Cosa serve per migliorare una rosa che già quest’anno ha dimostrato di essere competitiva? 
«Vogliamo un centrocampista offensivo che possa collegare meglio Seba e Jozy al resto della squadra e magari un difensore, visto che ne abbiamo persi due tra free agency ed expansion draft (Williams e Bloom, ndr). Davanti siamo davvero forti con Sebastian, Jozy e Tosaint (Ricketts, ndr) e siamo anche molto soddisfatti del nostro portiere. Quindi un centrocmapista offensivo e magari uno o due difensori per completare la rosa».
Ci parli di Giovinco.
«Sebastian è ovviamente un grande giocatore, ma è soprattutto una grande persona e questa per me è la cosa più importante. L’ho potuto conoscere bene durante la stagione e non c’è dubbio che voglia vincere. E questo è quello che serve a una squadra, che il suo giocatore migliore voglia vincere con la squadra più di ogni cosa. Quando ho cenato con lui la prima volta siamo andati al ristorante La Vecchia, dove lo chef è calabrese, cosa  che Seba ha apprezzato moltissimo.
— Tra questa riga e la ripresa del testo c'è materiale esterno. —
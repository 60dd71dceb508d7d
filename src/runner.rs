// src/runner.rs
//! Operation boundary for frontends.
//!
//! Every method here runs one user action to completion. Failures are logged,
//! handed to the [`Report`] sink, and replaced by a safe default (empty list,
//! zero count, `None`, `false`), so nothing escapes as a fault.

use crate::{
    config::FetchOptions,
    data::{DataSetRecord, ManualFields, PopulationRecord, ScrapedFields},
    error::Result,
    report::Report,
    sampler::{self, DrawOutcome},
    scrape,
    store::{Connector, RecordStore, UpsertOutcome},
};

pub struct Runner<C: Connector, R: Report> {
    store: RecordStore<C>,
    fetch: FetchOptions,
    report: R,
}

impl<C: Connector, R: Report> Runner<C, R> {
    pub fn new(store: RecordStore<C>, report: R) -> Self {
        Self { store, fetch: FetchOptions::default(), report }
    }

    pub fn ping(&mut self) -> bool {
        let res = self.store.ping();
        let ok = settle(&mut self.report, "ping", res.map(|_| true), false);
        if ok {
            self.report.info("Connection OK (ping passed).");
        }
        ok
    }

    pub fn list_population(&mut self) -> Vec<PopulationRecord> {
        let res = self.store.list_population();
        settle(&mut self.report, "list population", res, Vec::new())
    }

    pub fn delete_by_id(&mut self, id: i64) -> u64 {
        let res = self.store.delete_by_id(id);
        settle(&mut self.report, "delete", res, 0)
    }

    pub fn delete_by_ids(&mut self, ids: &[i64]) -> u64 {
        let res = self.store.delete_by_ids(ids);
        settle(&mut self.report, "bulk delete", res, 0)
    }

    pub fn sample_random(&mut self, k: usize) -> Vec<PopulationRecord> {
        let res = sampler::draw(&mut self.store, k);
        settle(&mut self.report, "sample", res, Vec::new())
    }

    /// Remaining population size if `k` can be drawn; reports why not otherwise.
    pub fn available(&mut self, k: usize) -> Option<usize> {
        let res = sampler::check_available(&mut self.store, k).map(Some);
        settle(&mut self.report, "availability check", res, None)
    }

    pub fn draw_and_delete<F>(&mut self, k: usize, confirm: F) -> DrawOutcome
    where
        F: FnOnce(&[PopulationRecord]) -> bool,
    {
        let res = sampler::draw_and_delete(&mut self.store, k, confirm);
        let out = settle(&mut self.report, "draw and delete", res, DrawOutcome::default());
        if out.confirmed {
            self.report.info(&format!("Deleted {} movies.", out.deleted));
        }
        out
    }

    pub fn fetch(&mut self, url: &str) -> Option<ScrapedFields> {
        fetch_reported(url, &self.fetch, &mut self.report)
    }

    /// Assemble a Data-Set record and upsert it.
    pub fn save(
        &mut self,
        url: Option<&str>,
        manual: ManualFields,
        scraped: Option<&ScrapedFields>,
    ) -> Option<UpsertOutcome> {
        let record = DataSetRecord::assemble(url, manual, scraped);
        let res = self.store.upsert_dataset_record(&record).map(Some);
        let out = settle(&mut self.report, "save", res, None);
        if out.is_some() {
            self.report.info("Saved to Data-Set.");
        }
        out
    }

    pub fn dataset(&mut self) -> Vec<DataSetRecord> {
        let res = self.store.dataset_records();
        settle(&mut self.report, "read Data-Set", res, Vec::new())
    }

    pub fn refresh(&mut self) {
        self.store.invalidate_cache();
    }

    pub fn report(&self) -> &R {
        &self.report
    }
}

/// Fetch without a store: for frontends that scrape before any database is configured.
/// Same boundary as the `Runner` methods.
pub fn fetch_reported<R: Report>(url: &str, opts: &FetchOptions, report: &mut R) -> Option<ScrapedFields> {
    let res = scrape::fetch_minimal_fields_with(url, opts).map(Some);
    let out = settle(report, "fetch", res, None);
    if out.is_some() {
        report.info("Fetched minimal fields.");
    }
    out
}

fn settle<T, R: Report>(report: &mut R, op: &str, res: Result<T>, default: T) -> T {
    match res {
        Ok(v) => v,
        Err(e) => {
            loge!("{op} failed: {e}");
            report.failure(op, &e);
            default
        }
    }
}
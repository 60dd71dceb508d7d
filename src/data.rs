// src/data.rs
//! Record shapes for the two collections plus the transient scrape result.
//!
//! Serde names are the document keys used in the collections, so the same
//! types go straight to the backend and to JSON output.

use serde::{Deserialize, Serialize};

use crate::core::sanitize::{non_empty, split_list};

/// One candidate in the Population collection.
#[derive(Clone, Debug, PartialEq, Eq, Serialize, Deserialize)]
pub struct PopulationRecord {
    #[serde(rename = "ID")]
    pub id: i64,
    #[serde(rename = "Movie")]
    pub movie: String,
}

impl PopulationRecord {
    pub fn new(id: i64, movie: impl Into<String>) -> Self {
        Self { id, movie: movie.into() }
    }
}

/// The four fields pulled off a title page, plus the URL they came from.
/// Never stored on its own; see [`DataSetRecord::assemble`].
#[derive(Clone, Debug, Default, PartialEq, Serialize, Deserialize)]
pub struct ScrapedFields {
    #[serde(rename = "URL")]
    pub url: String,
    #[serde(rename = "Year")]
    pub year: Option<i32>,
    #[serde(rename = "IMDb rating")]
    pub imdb_rating: Option<f64>,
    #[serde(rename = "Number of Votes")]
    pub number_of_votes: Option<i64>,
    /// Minutes
    #[serde(rename = "Runtime")]
    pub runtime: Option<i64>,
}

impl ScrapedFields {
    pub fn empty(url: &str) -> Self {
        Self { url: url.to_string(), ..Self::default() }
    }
}

/// Operator-entered part of a Data-Set record.
#[derive(Clone, Debug, Default, PartialEq)]
pub struct ManualFields {
    pub movie: Option<String>,
    pub genre: Vec<String>,
    pub director: Vec<String>,
    pub writer: Vec<String>,
    pub country: Vec<String>,
    pub gross_profit: Option<i64>,
}

impl ManualFields {
    /// Build from raw form text. List fields are comma-separated; a gross of 0 means "not entered".
    pub fn from_text(
        movie: &str,
        genre: &str,
        director: &str,
        writer: &str,
        country: &str,
        gross_profit: i64,
    ) -> Self {
        Self {
            movie: non_empty(movie),
            genre: split_list(genre),
            director: split_list(director),
            writer: split_list(writer),
            country: split_list(country),
            gross_profit: (gross_profit != 0).then_some(gross_profit),
        }
    }
}

/// Enriched record in the Data-Set collection. There is deliberately no budget field.
#[derive(Clone, Debug, Default, PartialEq, Serialize, Deserialize)]
pub struct DataSetRecord {
    #[serde(rename = "URL")]
    pub url: Option<String>,
    #[serde(rename = "Movie")]
    pub movie: Option<String>,
    #[serde(rename = "Genre", default)]
    pub genre: Vec<String>,
    #[serde(rename = "Year")]
    pub year: Option<i32>,
    #[serde(rename = "IMDb rating")]
    pub imdb_rating: Option<f64>,
    #[serde(rename = "Director", default)]
    pub director: Vec<String>,
    #[serde(rename = "Number of Votes")]
    pub number_of_votes: Option<i64>,
    #[serde(rename = "Writer", default)]
    pub writer: Vec<String>,
    #[serde(rename = "Country", default)]
    pub country: Vec<String>,
    #[serde(rename = "Runtime")]
    pub runtime: Option<i64>,
    #[serde(rename = "Gross Profit")]
    pub gross_profit: Option<i64>,
}

/// Identity of a Data-Set record: the URL when there is one, else (Movie, Year).
///
/// Two different films with the same title and year and no URL share a key
/// and overwrite each other.
#[derive(Clone, Debug, PartialEq, Eq)]
pub enum RecordKey {
    Url(String),
    NameYear { movie: Option<String>, year: Option<i32> },
}

impl DataSetRecord {
    /// Merge the URL, manual fields and (optionally) scraped fields into one record.
    /// Year, rating, votes and runtime come only from the scrape.
    pub fn assemble(url: Option<&str>, manual: ManualFields, scraped: Option<&ScrapedFields>) -> Self {
        Self {
            url: url.and_then(non_empty),
            movie: manual.movie,
            genre: manual.genre,
            year: scraped.and_then(|s| s.year),
            imdb_rating: scraped.and_then(|s| s.imdb_rating),
            director: manual.director,
            number_of_votes: scraped.and_then(|s| s.number_of_votes),
            writer: manual.writer,
            country: manual.country,
            runtime: scraped.and_then(|s| s.runtime),
            gross_profit: manual.gross_profit,
        }
    }

    pub fn match_key(&self) -> RecordKey {
        match &self.url {
            Some(url) => RecordKey::Url(url.clone()),
            None => RecordKey::NameYear { movie: self.movie.clone(), year: self.year },
        }
    }

    pub fn matches(&self, key: &RecordKey) -> bool {
        match key {
            RecordKey::Url(url) => self.url.as_deref() == Some(url.as_str()),
            RecordKey::NameYear { movie, year } => self.movie == *movie && self.year == *year,
        }
    }
}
Lì gli ho chiesto: “Preferisci vincere il titolo di capocannoniere, di Mvp o il campionato?”. Lui mi ha risposto: “Il campionato senza dubbio, ma se divento capocannoniere e Mvp può solo aiutare...”. Lui vuole vincere, per me questo è importante e poi è un buon compagno di squadra. Non sempre la star va d’accordo con i compagni, invece lui è un ottimo compagno di squadra. Ha un ottimo rapporto con Altidore, sono amici e questo si vede anche in campo. La cosa che mi piace di più è che è una bella persona in assoluto, non solo un grande giocatore. Questa è la cosa più importante».
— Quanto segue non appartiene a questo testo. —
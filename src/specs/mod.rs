// src/specs/mod.rs
//! # Scraping “specs” module
//!
//! Page-specific extraction. Each spec knows *where the ground truth lives in
//! the HTML* of one kind of page and how to read it without falling over.
//!
//! ## What lives here
//! - **Pure HTML parsing** of an already-downloaded document (no network).
//! - **Source precedence**, e.g. the embedded JSON-LD block first, then a
//!   visible DOM fragment as a fallback.
//! - **Normalization** of loosely formatted values via `core::parse`.
//!
//! ## What does **not** live here
//! - Fetching (`core::net`), persistence (`store`), merging with operator input
//!   (`data::DataSetRecord::assemble`).
//!
//! ## Conventions & invariants
//! - Missing or malformed metadata is **not an error**: the field is `None`.
//!   Manual entry compensates; a half-empty page must never abort a fetch.
//! - Specs are testable **offline** against saved HTML fixtures.
//!
//! ## Current specs
//! - `title` – Year, rating, vote count and runtime from a movie title page.
pub mod title;
// src/config/options.rs
use std::time::Duration;

use super::consts::*;
use crate::error::{Error, Result};

/// Where the two collections live and how long we are willing to wait for them.
#[derive(Clone, Debug, PartialEq, Eq)]
pub struct StoreOptions {
    pub uri: String,
    pub db_name: String,
    pub population_collection: String,
    pub dataset_collection: String,
    pub app_name: String,
    pub connect_timeout: Duration,
    pub server_selection_timeout: Duration,
}

impl StoreOptions {
    pub fn new(uri: impl Into<String>) -> Self {
        Self {
            uri: uri.into(),
            db_name: s!(DEFAULT_DB_NAME),
            population_collection: s!(DEFAULT_POPULATION_COLLECTION),
            dataset_collection: s!(DATASET_COLLECTION),
            app_name: s!(APP_NAME),
            connect_timeout: CONNECT_TIMEOUT,
            server_selection_timeout: SERVER_SELECTION_TIMEOUT,
        }
    }

    /// Read `MONGO_URI`, `DB_NAME` and `COLLECTION_NAME`, loading `.env` first if present.
    pub fn from_env() -> Result<Self> {
        if let Ok(path) = dotenvy::dotenv() {
            logd!("Loaded environment from {}", path.display());
        }
        Self::from_lookup(|key| std::env::var(key).ok())
    }

    /// Same as `from_env`, with the variable source supplied by the caller.
    /// The connection string is required; everything else falls back to defaults.
    pub fn from_lookup<F>(get: F) -> Result<Self>
    where
        F: Fn(&str) -> Option<String>,
    {
        let present = |key: &str| get(key).map(|v| v.trim().to_string()).filter(|v| !v.is_empty());

        let uri = present(ENV_URI)
            .ok_or_else(|| Error::Config(format!("Missing {ENV_URI} in environment or .env")))?;

        let mut opts = Self::new(uri);
        if let Some(db) = present(ENV_DB_NAME) {
            opts.db_name = db;
        }
        if let Some(col) = present(ENV_COLLECTION) {
            opts.population_collection = col;
        }
        Ok(opts)
    }
}

#[derive(Clone, Debug, PartialEq, Eq)]
pub struct FetchOptions {
    pub user_agent: String,
    pub timeout: Duration,
}

impl Default for FetchOptions {
    fn default() -> Self {
        Self {
            user_agent: s!(USER_AGENT),
            timeout: FETCH_TIMEOUT,
        }
    }
}
// src/core/sanitize.rs

pub fn normalize_ws(s: &str) -> String {
    let mut out = String::with_capacity(s.len());
    let mut prev_space = false;
    for ch in s.chars() {
        if ch.is_whitespace() {
            if !prev_space { out.push(' '); prev_space = true; }
        } else { out.push(ch); prev_space = false; }
    }
    out.trim().to_string()
}

/// Comma-separated form input → list. Items are trimmed; empty items are dropped.
pub fn split_list(s: &str) -> Vec<String> {
    s.split(',')
        .map(str::trim)
        .filter(|part| !part.is_empty())
        .map(String::from)
        .collect()
}

/// Trimmed text, or `None` when nothing is left.
pub fn non_empty(s: &str) -> Option<String> {
    let t = s.trim();
    if t.is_empty() { None } else { Some(t.to_string()) }
}
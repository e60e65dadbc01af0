//! Remote service adapters
//!
//! Each adapter method is one (or a short fixed sequence of) HTTP round
//! trips. Failures never propagate: they are logged and reported as an empty
//! result, `false` or `None`, and each call is attempted exactly once.
//!
//! The traits are the seam the dispatcher depends on, so tests can swap in
//! recording fakes.

mod mopidy;
mod youtube;

pub use mopidy::MopidyClient;
pub use youtube::{YouTubeClient, YOUTUBE_URI_PREFIX};

use crate::track::Track;
use async_trait::async_trait;

/// Control surface of the music server.
#[async_trait]
pub trait MusicServer: Send + Sync {
    /// Search the local library. Blocked URI schemes are filtered out.
    async fn search_local(&self, query: &str) -> Vec<Track>;

    /// Replace the queue with `tracks` and start playback.
    ///
    /// Not atomic: if a later step fails the earlier ones stay applied.
    async fn play_tracks(&self, tracks: &[Track]) -> bool;

    async fn pause(&self) -> bool;

    async fn resume(&self) -> bool;

    async fn skip(&self) -> bool;

    /// The track currently playing, if any.
    async fn current_track(&self) -> Option<Track>;
}

/// Remote video search.
#[async_trait]
pub trait VideoSearch: Send + Sync {
    /// Search for videos, or when `is_playlist` is set, find the best
    /// matching playlist and return all of its items in order.
    async fn search(&self, query: &str, is_playlist: bool) -> Vec<Track>;
}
A fine stagione Giovinco si è lamentato per le condizioni del campo, che l’hanno costretto ad uscire sia nella semifinale di ritorno, che in finale a causa dei crampi. Lei stesso ha definito il campo sabbioso, cosa farete per evitare che si ripetano questi problemi?
«Il problema principale è stata la Grey Cup. Visto che non si rigiocherà qui per altri quattro o cinque anni la soluzione c’è già (ride, ndr). In realtà il campo ha retto bene per gran parte della stagione, ma a novembre l’erba non cresce veloce come in estate e abbiamo avuto appena tre giorni tra la Grey Cup e la semifinale contro Montréal. È stata solo una serie di sfortunate circostanze».
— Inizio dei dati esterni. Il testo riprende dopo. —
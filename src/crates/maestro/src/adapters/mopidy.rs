//! Mopidy JSON-RPC client.

use super::MusicServer;
use crate::config::MopidyConfig;
use crate::error::{MaestroError, Result};
use crate::track::Track;
use async_trait::async_trait;
use reqwest::Client;
use serde::{Deserialize, Serialize};
use serde_json::{json, Value};
use std::sync::atomic::{AtomicU64, Ordering};
use tooling::logging::timed;
use tracing::{debug, warn};

/// Talks to a Mopidy server over JSON-RPC 2.0 (HTTP POST).
#[derive(Debug)]
pub struct MopidyClient {
    endpoint: String,
    blocked_schemes: Vec<String>,
    client: Client,
    next_id: AtomicU64,
}

impl MopidyClient {
    pub fn new(config: &MopidyConfig) -> Result<Self> {
        let mut builder = Client::builder();
        if let Some(timeout) = config.timeout() {
            builder = builder.timeout(timeout);
        }
        let client = builder.build().map_err(|e| {
            MaestroError::Configuration(format!("Failed to create HTTP client: {}", e))
        })?;

        Ok(Self {
            endpoint: config.endpoint.clone(),
            blocked_schemes: config.blocked_schemes.clone(),
            client,
            next_id: AtomicU64::new(1),
        })
    }

    pub fn endpoint(&self) -> &str {
        &self.endpoint
    }

    /// Issue one JSON-RPC call and return its `result`.
    ///
    /// Non-2xx statuses are transport errors; an `error` member is
    /// [`MaestroError::Rpc`].
    pub async fn call(&self, method: &str, params: Value) -> Result<Value> {
        let id = self.next_id.fetch_add(1, Ordering::Relaxed);
        let request = RpcRequest {
            jsonrpc: "2.0",
            id,
            method,
            params,
        };

        let response = timed(method, self.client.post(&self.endpoint).json(&request).send()).await?;

        let status = response.status();
        if !status.is_success() {
            let body = response.text().await.unwrap_or_default();
            return Err(MaestroError::Transport(format!(
                "{} returned HTTP {}: {}",
                method, status, body
            )));
        }

        let reply: RpcResponse = response
            .json()
            .await
            .map_err(|e| MaestroError::Parse(format!("{}: {}", method, e)))?;

        if let Some(error) = reply.error {
            return Err(MaestroError::Rpc {
                code: error.code,
                message: error.message,
            });
        }

        debug!(method, id, "RPC call succeeded");
        Ok(reply.result.unwrap_or(Value::Null))
    }

    /// Run a command-style call, converting any failure to `false`.
    async fn command(&self, method: &str) -> bool {
        match self.call(method, json!({})).await {
            Ok(_) => true,
            Err(e) => {
                warn!(method, error = %e, "Music server command failed");
                false
            }
        }
    }

    async fn replace_queue_and_play(&self, tracks: &[Track]) -> Result<()> {
        let uris: Vec<&str> = tracks.iter().map(|t| t.uri.as_str()).collect();
        self.call("core.tracklist.clear", json!({})).await?;
        self.call("core.tracklist.add", json!({ "uris": uris })).await?;
        self.call("core.playback.play", json!({})).await?;
        Ok(())
    }
}

#[async_trait]
impl MusicServer for MopidyClient {
    async fn search_local(&self, query: &str) -> Vec<Track> {
        match self
            .call("core.library.search", json!({ "any": [query] }))
            .await
        {
            Ok(result) => {
                let tracks = parse_search_results(&result, &self.blocked_schemes);
                debug!(query, found = tracks.len(), "Local search finished");
                tracks
            }
            Err(e) => {
                warn!(query, error = %e, "Local search failed");
                Vec::new()
            }
        }
    }

    async fn play_tracks(&self, tracks: &[Track]) -> bool {
        if tracks.is_empty() {
            warn!("Refusing to start playback of an empty queue");
            return false;
        }
        match self.replace_queue_and_play(tracks).await {
            Ok(()) => true,
            Err(e) => {
                warn!(tracks = tracks.len(), error = %e, "Failed to start playback");
                false
            }
        }
    }

    async fn pause(&self) -> bool {
        self.command("core.playback.pause").await
    }

    async fn resume(&self) -> bool {
        self.command("core.playback.play").await
    }

    async fn skip(&self) -> bool {
        self.command("core.playback.next").await
    }

    async fn current_track(&self) -> Option<Track> {
        match self.call("core.playback.get_current_track", json!({})).await {
            Ok(result) => parse_track(&result),
            Err(e) => {
                warn!(error = %e, "Failed to fetch current track");
                None
            }
        }
    }
}

#[derive(Debug, Serialize)]
struct RpcRequest<'a> {
    jsonrpc: &'static str,
    id: u64,
    method: &'a str,
    params: Value,
}

#[derive(Debug, Deserialize)]
struct RpcResponse {
    #[serde(default)]
    result: Option<Value>,
    #[serde(default)]
    error: Option<RpcError>,
}

#[derive(Debug, Deserialize)]
struct RpcError {
    #[serde(default)]
    code: i64,
    #[serde(default)]
    message: String,
}

/// Flatten `[{tracks: [...]}, ...]` into tracks, dropping blocked schemes.
fn parse_search_results(result: &Value, blocked_schemes: &[String]) -> Vec<Track> {
    result
        .as_array()
        .into_iter()
        .flatten()
        .filter_map(|search_result| search_result.get("tracks").and_then(Value::as_array))
        .flatten()
        .filter_map(parse_track)
        .filter(|track| !track.has_scheme(blocked_schemes))
        .collect()
}

/// A Mopidy track model. `null` or a missing `uri` yields `None`.
fn parse_track(value: &Value) -> Option<Track> {
    let uri = value.get("uri")?.as_str()?;
    let name = value
        .get("name")
        .and_then(Value::as_str)
        .unwrap_or(uri);
    let artists = value
        .get("artists")
        .and_then(Value::as_array)
        .into_iter()
        .flatten()
        .filter_map(|artist| artist.get("name").and_then(Value::as_str))
        .map(str::to_string)
        .collect();

    Some(Track::new(uri, name, artists))
}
Una situazione irripetibile, insomma.
«Sì, un caso unico. So che Sebastian era molto scocciato per questo e ce ne ha parlato. Purtroppo è andata così e la situazione non si ripeterà in futuro».
Come squadra della Mls, vedete la Lega cinese come una rivale?
«È una Lega che sta crescendo molto, sono molto attivi e stanno prendendo molti giocatori spendendo molti soldi. Credo sarebbe da ingenui sottovalutarla. Noi abbiamo un legame con un team cinese il cui proprietario vive a Toronto, quindi stiamo imparando cosa succede là e stiamo anche pensando di andarci per la pre season nella prossima stagione. Non li viviamo come una minaccia, dobbiamo rispettare il fatto che sono attivi nel mercato, cercano buoni giocatori e stanno spendendo anche molti soldi. Li dobbiamo prendere seriamente in considerazione, ma non come una minaccia».
Anche lì però già si parla di un salary cap e di un tetto alle spese.
«Certi prezzi in effetti sono folli».
Si parla anche della nascita di un campionato canadese, la Canadian Premier League (Cpl). Che ne pensa?
«Noi sosteniamo la Canadian Soccer Association (Csa) e il calcio. Più calcio c’è e meglio è sinceramente. Ho parlato con i membri della Csa per vedere se era possibile inserire un nostro team ma credo ci siano ancore molte domande rimaste senza risposta. Non credo che tolga nulla a Toronto Fc perché c’è e ci sarà solo un grande club a Toronto e non vogliamo nessuna confusione sul mercato, ma sosteniamo il calcio. Magari la Cpl può dare ai calciatori maggiori opportunità di giocare e a noi la possibilità di vedere giocatori interessanti e portarli a Tfc se fanno bene. Già nella Ontario League One abbiamo trovato Jonathan Osorio, Mo Babouli e Raheem Edwards. La Cpl può dare un’opportunità ai ragazzi per farsi notare quindi non credo sia una cosa negativa».
Tornando a Tfc, possiamo sperare nell’arrivo di altri giocatori italiani?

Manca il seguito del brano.